Exercise brief:
Below are some records; copy each line in them that contains "Actions".

::::::::::

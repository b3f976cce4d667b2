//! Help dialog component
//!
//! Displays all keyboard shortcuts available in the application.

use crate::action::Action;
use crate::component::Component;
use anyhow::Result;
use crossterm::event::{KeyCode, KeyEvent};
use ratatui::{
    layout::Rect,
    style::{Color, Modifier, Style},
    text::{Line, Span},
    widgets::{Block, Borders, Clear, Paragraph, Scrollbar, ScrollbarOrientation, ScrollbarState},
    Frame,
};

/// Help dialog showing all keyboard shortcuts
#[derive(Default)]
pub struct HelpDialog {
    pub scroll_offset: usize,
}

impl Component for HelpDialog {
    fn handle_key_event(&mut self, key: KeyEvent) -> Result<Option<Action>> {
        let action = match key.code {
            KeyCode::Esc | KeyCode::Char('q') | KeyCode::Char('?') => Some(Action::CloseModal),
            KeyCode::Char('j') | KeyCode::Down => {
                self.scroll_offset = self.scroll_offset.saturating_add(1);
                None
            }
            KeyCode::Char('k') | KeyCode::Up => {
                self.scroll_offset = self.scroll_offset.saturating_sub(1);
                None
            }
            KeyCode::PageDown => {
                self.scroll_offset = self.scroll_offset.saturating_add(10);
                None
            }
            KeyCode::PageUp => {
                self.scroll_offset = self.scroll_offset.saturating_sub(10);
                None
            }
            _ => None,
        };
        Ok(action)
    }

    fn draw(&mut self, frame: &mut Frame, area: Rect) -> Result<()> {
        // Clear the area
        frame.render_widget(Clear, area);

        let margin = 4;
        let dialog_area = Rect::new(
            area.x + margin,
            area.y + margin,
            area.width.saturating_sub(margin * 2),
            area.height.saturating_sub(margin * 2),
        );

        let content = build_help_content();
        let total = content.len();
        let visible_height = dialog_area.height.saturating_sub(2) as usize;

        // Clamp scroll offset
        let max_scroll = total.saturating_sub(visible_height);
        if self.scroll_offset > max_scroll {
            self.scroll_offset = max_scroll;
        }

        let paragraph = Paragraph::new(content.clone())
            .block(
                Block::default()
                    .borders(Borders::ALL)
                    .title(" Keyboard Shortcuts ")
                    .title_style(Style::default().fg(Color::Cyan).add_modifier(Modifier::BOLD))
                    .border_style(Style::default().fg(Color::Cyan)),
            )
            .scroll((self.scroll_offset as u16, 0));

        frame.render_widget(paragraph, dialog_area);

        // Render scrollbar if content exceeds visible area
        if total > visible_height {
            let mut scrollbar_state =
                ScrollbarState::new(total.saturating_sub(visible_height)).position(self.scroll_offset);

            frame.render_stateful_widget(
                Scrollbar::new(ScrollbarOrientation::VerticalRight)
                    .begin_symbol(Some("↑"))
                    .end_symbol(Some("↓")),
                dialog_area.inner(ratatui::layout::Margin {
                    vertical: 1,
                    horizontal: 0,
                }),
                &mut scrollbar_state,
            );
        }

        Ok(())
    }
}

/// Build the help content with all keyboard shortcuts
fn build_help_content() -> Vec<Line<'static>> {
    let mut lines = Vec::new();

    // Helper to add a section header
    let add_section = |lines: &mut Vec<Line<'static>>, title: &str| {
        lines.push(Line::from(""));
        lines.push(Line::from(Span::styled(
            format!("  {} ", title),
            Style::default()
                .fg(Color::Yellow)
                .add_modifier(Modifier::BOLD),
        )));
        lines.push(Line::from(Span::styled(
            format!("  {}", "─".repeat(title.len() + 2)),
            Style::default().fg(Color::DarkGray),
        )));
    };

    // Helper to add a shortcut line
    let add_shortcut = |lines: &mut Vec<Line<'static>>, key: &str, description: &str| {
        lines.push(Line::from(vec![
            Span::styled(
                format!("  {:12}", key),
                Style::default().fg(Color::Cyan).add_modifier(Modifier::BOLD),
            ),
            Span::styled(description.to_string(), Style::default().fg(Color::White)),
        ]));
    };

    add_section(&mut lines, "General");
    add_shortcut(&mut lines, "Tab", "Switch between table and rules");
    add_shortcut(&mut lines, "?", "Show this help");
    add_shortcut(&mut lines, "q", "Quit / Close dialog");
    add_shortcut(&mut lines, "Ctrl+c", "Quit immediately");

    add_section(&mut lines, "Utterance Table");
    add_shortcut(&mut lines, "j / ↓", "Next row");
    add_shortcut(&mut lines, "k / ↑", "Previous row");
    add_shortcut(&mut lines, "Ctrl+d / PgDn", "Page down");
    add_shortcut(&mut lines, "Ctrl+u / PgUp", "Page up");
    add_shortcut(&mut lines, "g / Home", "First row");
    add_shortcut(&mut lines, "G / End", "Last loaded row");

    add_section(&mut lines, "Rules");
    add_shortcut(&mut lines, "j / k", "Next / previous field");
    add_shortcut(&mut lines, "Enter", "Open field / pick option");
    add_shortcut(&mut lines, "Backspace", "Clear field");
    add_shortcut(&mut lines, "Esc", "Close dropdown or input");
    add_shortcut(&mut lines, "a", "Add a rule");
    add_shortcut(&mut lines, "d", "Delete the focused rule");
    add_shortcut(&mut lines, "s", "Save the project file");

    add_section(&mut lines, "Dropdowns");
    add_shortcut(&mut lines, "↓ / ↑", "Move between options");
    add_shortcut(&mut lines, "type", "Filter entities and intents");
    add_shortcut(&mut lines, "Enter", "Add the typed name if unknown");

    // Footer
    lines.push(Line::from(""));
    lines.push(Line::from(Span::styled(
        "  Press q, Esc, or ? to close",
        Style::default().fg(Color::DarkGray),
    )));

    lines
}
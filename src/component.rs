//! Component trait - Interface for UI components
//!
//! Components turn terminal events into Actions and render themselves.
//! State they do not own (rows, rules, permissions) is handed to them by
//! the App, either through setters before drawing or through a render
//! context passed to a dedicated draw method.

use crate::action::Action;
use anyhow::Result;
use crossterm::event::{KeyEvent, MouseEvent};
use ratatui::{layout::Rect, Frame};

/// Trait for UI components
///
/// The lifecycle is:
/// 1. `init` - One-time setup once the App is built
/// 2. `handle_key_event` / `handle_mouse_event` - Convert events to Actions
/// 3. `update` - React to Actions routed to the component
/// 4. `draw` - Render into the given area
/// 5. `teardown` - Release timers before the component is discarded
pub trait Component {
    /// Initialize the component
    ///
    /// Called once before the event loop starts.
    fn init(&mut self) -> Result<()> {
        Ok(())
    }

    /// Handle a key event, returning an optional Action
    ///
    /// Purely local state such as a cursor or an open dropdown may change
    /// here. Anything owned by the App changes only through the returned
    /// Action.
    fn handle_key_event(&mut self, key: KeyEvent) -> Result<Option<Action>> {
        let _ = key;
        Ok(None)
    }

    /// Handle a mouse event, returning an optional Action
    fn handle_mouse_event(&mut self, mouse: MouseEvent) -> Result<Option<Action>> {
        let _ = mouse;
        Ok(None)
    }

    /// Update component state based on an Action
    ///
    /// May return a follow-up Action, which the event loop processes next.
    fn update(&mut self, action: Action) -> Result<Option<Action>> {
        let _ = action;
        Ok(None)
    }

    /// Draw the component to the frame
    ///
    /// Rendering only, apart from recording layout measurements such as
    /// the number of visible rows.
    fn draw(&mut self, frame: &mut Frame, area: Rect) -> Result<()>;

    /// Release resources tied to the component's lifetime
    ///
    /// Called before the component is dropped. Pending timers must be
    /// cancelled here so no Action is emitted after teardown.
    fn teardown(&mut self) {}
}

::::::::::

Final answer:
//! Components turn terminal events into Actions and render themselves.
/// 2. `handle_key_event` / `handle_mouse_event` - Convert events to Actions
/// 3. `update` - React to Actions routed to the component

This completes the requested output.